But not to the degree that when setting tactics for a game, I can't *choose* how much my other players force (or don't force) the ball into the hands of the guy with the hot hand. I can't adjust telling them to pass up an open shot (they would normally take) in order to get the ball to that other guy.
So while the basic mechanic might be in the game, it doesn't "add" anything at all to me as a player...it doesn't add any complexity or any strategy to the choices I need to make. THAT's my point. That this game as it stands now essentially forces us to spend a lot of time thinking about things *other* than basketball strategy, and almost no time thinking about actual basketball tactics.
Is your opponent's strength his inside game? Then you have one (maybe two) choices for your D. Is his strength his outside game?
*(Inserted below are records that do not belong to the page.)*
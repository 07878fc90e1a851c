//! Integration tests for the vault manager
//!
//! Exercises the full publish → download → transfer flow against an
//! on-disk ledger and content store in a temporary data directory.

use gamevault::access::AccessError;
use gamevault::config::GlobalConfig;
use gamevault::manager::{ManagerError, VaultManager};
use gamevault::registry::GameLedger;
use gamevault::storage::content_store::content_locator;
use gamevault::storage::{ContentStore, FsContentStore};
use gamevault::types::AccountAddress;
use std::path::PathBuf;
use tempfile::TempDir;

const ALICE: &str = "0xaaaaaaaaaaaaaaaaaaaaaaaaaaaaaaaaaaaaaaaa";
const BOB: &str = "0xbbbbbbbbbbbbbbbbbbbbbbbbbbbbbbbbbbbbbbbb";

fn address(s: &str) -> AccountAddress {
    s.parse().expect("valid test address")
}

/// Initialize logger for tests
///
/// Safe to call multiple times (subsequent calls are no-ops).
fn init_test_logger() {
    let _ = env_logger::builder()
        .is_test(true)
        .filter_level(log::LevelFilter::Info)
        .try_init();
}

/// Test environment with automatic cleanup
struct TestVaultEnv {
    temp_dir: TempDir,
    config: GlobalConfig,
}

impl TestVaultEnv {
    fn new() -> Self {
        init_test_logger();

        let temp_dir = TempDir::new().expect("Failed to create temp directory");
        let mut config = GlobalConfig::default();
        config.data_dir = Some(temp_dir.path().to_string_lossy().to_string());

        Self { temp_dir, config }
    }

    fn manager(&self) -> VaultManager {
        VaultManager::new(&self.config).expect("Failed to open vault")
    }

    fn ledger_path(&self) -> PathBuf {
        self.temp_dir.path().join("ledger.db")
    }

    /// Install a trigger that makes matching ledger writes fail
    fn fail_ledger_writes(&self, trigger: &str) {
        let conn = rusqlite::Connection::open(self.ledger_path())
            .expect("Failed to open ledger database");
        conn.execute_batch(trigger).expect("Failed to install trigger");
    }
}

#[tokio::test]
async fn test_publish_then_download_returns_content() {
    let env = TestVaultEnv::new();
    let mut manager = env.manager();
    let alice = address(ALICE);

    let published = manager
        .publish_game(&alice, "Space Game", "ipfs://space", b"space game build")
        .await
        .expect("Publish should succeed");

    assert_eq!(published.token.token_id, 1);
    assert_eq!(published.content_size, 16);
    assert!(published.token.is_sealed());

    let content = manager
        .download_game(published.token.token_id, &alice)
        .await
        .expect("Owner should download");
    assert_eq!(content, b"space game build");

    let locator = manager.reveal_locator(1, &alice).await.unwrap();
    assert_eq!(locator, content_locator(b"space game build"));
}

#[tokio::test]
async fn test_envelope_does_not_contain_plain_locator() {
    let env = TestVaultEnv::new();
    let mut manager = env.manager();
    let alice = address(ALICE);

    let published = manager
        .publish_game(&alice, "Game", "ipfs://game", b"bytes")
        .await
        .unwrap();

    let envelope = published.token.encrypted_locator.unwrap();
    assert!(!envelope.as_str().contains(&content_locator(b"bytes")));
}

#[tokio::test]
async fn test_non_owner_download_is_denied() {
    let env = TestVaultEnv::new();
    let mut manager = env.manager();
    let alice = address(ALICE);
    let bob = address(BOB);

    manager
        .publish_game(&alice, "Game", "ipfs://game", b"bytes")
        .await
        .unwrap();

    let result = manager.download_game(1, &bob).await;
    assert!(
        matches!(
            result,
            Err(ManagerError::Access(AccessError::AuthenticationFailed))
        ),
        "Expected access denial, got {:?}",
        result
    );
    assert!(!manager.has_access(1, &bob).await.unwrap());
    assert!(manager.has_access(1, &alice).await.unwrap());
}

#[tokio::test]
async fn test_transfer_reseals_for_new_owner() {
    let env = TestVaultEnv::new();
    let mut manager = env.manager();
    let alice = address(ALICE);
    let bob = address(BOB);

    manager
        .publish_game(&alice, "Game", "ipfs://game", b"transferable")
        .await
        .unwrap();

    let record = manager.transfer_game(1, &alice, &bob).await.expect("Transfer should succeed");
    assert_eq!(record.to, bob);

    assert_eq!(manager.download_game(1, &bob).await.unwrap(), b"transferable");
    assert!(matches!(
        manager.download_game(1, &alice).await,
        Err(ManagerError::Access(AccessError::AuthenticationFailed))
    ));

    assert!(manager.owned_games(&alice).unwrap().is_empty());
    assert_eq!(manager.owned_games(&bob).unwrap().len(), 1);
}

#[tokio::test]
async fn test_transfer_by_non_owner_changes_nothing() {
    let env = TestVaultEnv::new();
    let mut manager = env.manager();
    let alice = address(ALICE);
    let bob = address(BOB);

    manager
        .publish_game(&alice, "Game", "ipfs://game", b"bytes")
        .await
        .unwrap();

    let result = manager.transfer_game(1, &bob, &bob).await;
    assert!(matches!(result, Err(ManagerError::SelfTransfer(1))));

    let result = manager.transfer_game(1, &bob, &alice).await;
    assert!(matches!(
        result,
        Err(ManagerError::Access(AccessError::AuthenticationFailed))
    ));

    assert_eq!(manager.ledger().owner_of(1).unwrap(), alice);
    assert_eq!(manager.download_game(1, &alice).await.unwrap(), b"bytes");
}

#[tokio::test]
async fn test_unsealed_token_reports_not_sealed() {
    let mut ledger = GameLedger::in_memory().unwrap();
    let alice = address(ALICE);
    ledger.mint(&alice, "Bare", "ipfs://bare").unwrap();

    let temp_dir = TempDir::new().unwrap();
    let store = FsContentStore::open(temp_dir.path(), true).unwrap();
    let manager = VaultManager::from_parts(ledger, store);

    assert!(matches!(
        manager.download_game(1, &alice).await,
        Err(ManagerError::NotSealed(1))
    ));

    let bob = address(BOB);
    assert!(matches!(
        manager.reveal_locator(1, &bob).await,
        Err(ManagerError::Access(AccessError::AuthenticationFailed))
    ));
    assert!(matches!(
        manager.download_game(1, &bob).await,
        Err(ManagerError::Access(AccessError::AuthenticationFailed))
    ));
}

#[tokio::test]
async fn test_failed_transfer_write_keeps_previous_owner() {
    let env = TestVaultEnv::new();
    let mut manager = env.manager();
    let alice = address(ALICE);
    let bob = address(BOB);

    manager
        .publish_game(&alice, "Game", "ipfs://game", b"kept bytes")
        .await
        .unwrap();

    env.fail_ledger_writes(
        "CREATE TRIGGER fail_seal BEFORE UPDATE OF encrypted_locator ON games
         WHEN NEW.encrypted_locator IS NOT NULL
         BEGIN SELECT RAISE(ABORT, 'disk full'); END;",
    );

    let result = manager.transfer_game(1, &alice, &bob).await;
    assert!(
        matches!(result, Err(ManagerError::Registry(_))),
        "Expected a ledger write failure, got {:?}",
        result
    );

    assert_eq!(manager.ledger().owner_of(1).unwrap(), alice);
    assert!(manager.ledger().token(1).unwrap().is_sealed());
    assert!(manager.ledger().transfer_history(1).unwrap().is_empty());
    assert_eq!(manager.download_game(1, &alice).await.unwrap(), b"kept bytes");
    assert!(matches!(
        manager.download_game(1, &bob).await,
        Err(ManagerError::Access(AccessError::AuthenticationFailed))
    ));
}

#[tokio::test]
async fn test_failed_publish_write_mints_nothing() {
    let env = TestVaultEnv::new();
    let mut manager = env.manager();
    let alice = address(ALICE);

    env.fail_ledger_writes(
        "CREATE TRIGGER fail_mint BEFORE INSERT ON games
         BEGIN SELECT RAISE(ABORT, 'disk full'); END;",
    );

    let result = manager
        .publish_game(&alice, "Game", "ipfs://game", b"bytes")
        .await;
    assert!(matches!(result, Err(ManagerError::Registry(_))));

    assert_eq!(manager.ledger().balance_of(&alice).unwrap(), 0);
    assert!(manager.owned_games(&alice).unwrap().is_empty());
}

#[tokio::test]
async fn test_state_survives_manager_reopen() {
    let env = TestVaultEnv::new();
    let alice = address(ALICE);

    {
        let mut manager = env.manager();
        manager
            .publish_game(&alice, "Persistent", "ipfs://persistent", b"saved")
            .await
            .unwrap();
    }

    let manager = env.manager();
    assert!(manager.store().contains(&content_locator(b"saved")).unwrap());
    assert_eq!(manager.download_game(1, &alice).await.unwrap(), b"saved");
}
Then you have one (maybe two) choices for your D. Same thing is true when you have the ball. That's all there is to the "strategy" of this game, at least when it comes to basketball. The entire rest of this game is a simulation of stock-market-like economics of buying, training, & reselling players (and, now, staff--at least the buying part).
Give us more basketball. Please.
The reason why you can't set this is because players will always take the shot they think is best, and whether a player is hot or not is already factored in shot quality. I am sure you're dying to be able to have _more_ ways to tell your players to take inferior shots, but you should just have to go without that.
I am not a fan of micromanagement. I don't want to have to set how tightly player X ties his shoelaces. 'More basketball' can be found by picking up a ball and going to the playground. More detail in an online management game is not necessarily a good thing.
"I don't know half of you half as well as I should like; and I like less than half of you half as well as you deserve."